The lower mid market was seen as an area of opportunity, but pricing and documentation needs to make up for the extra risk, said the panelists. This was also highlighted by Ravi Anand from ThinCats, which presented the firm’s high volume, low risk SME lending strategy, enabled by their “scalable credit” automation technology.
“War stories” of how a debt fund handled a challenging situation, such as tested covenants, can be a selling point for LPs conscious of the turbulence ahead. “How do you react? Did you figure it out to my advantage?” said one LP.
LPs are keen to park their cash with multi strategy funds/special situations who can utilise flexible mandates, away from traditional distressed lending. They also believe the sponsorless space will continue to grow, although they think pricing and docs should compensate for it.
What happens when direct lending turns distressed was at the forefront of most panels, with panelists saying covenant resets and restructurings in the mid market space are on the up. However, some panelists highlighted that with funds raising more money and portfolios getting bigger, this is bound to happen.
Distressed dynamics in the downturn
Panelists said underperformance seems to be concentrated on vulnerable industries such as retail and casual dining, or one-off problems, rather than a systemic challenge.
But they did agree the next downturn will be the true test of direct lenders who have thrived in the benign economic environment. This will be when relationships will be truly tested—those who adhere to “patient capital” will survive, said one panelist.
The dynamics between senior and super senior lenders in a distressed scenario were addressed by the panelists, with one saying that many times the bank lender does not get access to information until the last minute.
Transferability restrictions, while a headache for some, are not as important to direct lenders, said one panelist, as funds are usually reluctant to sell to distressed players.
Sunny skies in Southern Europe
A keynote address by Paul Johnson of the Institute of Fiscal Studies, showed UK household income has remained stagnant, growth forecasts are low, and a “disorderly” no-deal Brexit could result in a precipitous drop in the UK’s GDP and business-to-business trade with the continent. This impending macroeconomic climate will only make deals more challenging.
Even while clouds are on the horizon, new opportunities in new markets are being spotted by lenders sweating in the overheated Northern Europe.
Funds are increasingly looking to move beyond “beer drinking” countries and explore opportunities the “wine drinking” southern European countries.

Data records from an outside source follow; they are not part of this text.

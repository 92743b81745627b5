//! Globally unique, roughly time-ordered identifiers for tokens, requests and uploads.

pub fn next() -> String {
    xid::new().to_string()
}
use std::time::Duration;

use jsonwebtoken::Algorithm;
use serde::Deserialize;

#[derive(Debug, Deserialize, Clone, Default)]
pub struct JwtConfig {
    secret: Option<String>,
    expiration_seconds: Option<u64>,
    audience: Option<String>,
    issuer: Option<String>,
    algorithm: Option<String>,
}

impl JwtConfig {
    pub fn with_secret(secret: impl Into<String>) -> Self {
        JwtConfig {
            secret: Some(secret.into()),
            ..Default::default()
        }
    }

    pub fn secret(&self) -> &str {
        self.secret.as_deref().unwrap_or("default_secret_key")
    }

    pub fn expiration(&self) -> Duration {
        Duration::from_secs(self.expiration_seconds.unwrap_or(3600)) // Default to 1 hour
    }

    pub fn audience(&self) -> &str {
        self.audience.as_deref().unwrap_or("bike-parts-client")
    }

    pub fn issuer(&self) -> &str {
        self.issuer.as_deref().unwrap_or("bike-parts-api")
    }

    pub fn algorithm(&self) -> Algorithm {
        match self.algorithm.as_deref().unwrap_or("HS256") {
            "HS256" => Algorithm::HS256,
            "HS384" => Algorithm::HS384,
            "HS512" => Algorithm::HS512,
            _ => Algorithm::HS256, // Default to HS256
        }
    }
}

Panelists see an increase in sponsorless deals in the regions, which take more resources and time, plus a need to educate the market on the opportunities of private debt.
Panelists highlighted the need for native speakers on the ground to build relationships, but different strategies with local teams and London-based teams that travel regularly also a possibility.
“There’s an element of commitment” to having a local office, said one fund. “We have to set a standard in the market that debt funds are key and important.”
The panelists discussed the challenges in Italy to provide unitranche given the local restrictions, and how this has generally been circumvented via bonds. They further highlighted that pricing tends to offer a premium over traditional markets.
With the growth of the market and uncertain economic landscape ahead, the relationships built now will surely be tested. But the returns are tempting enough to keep those ties strong, panelists said.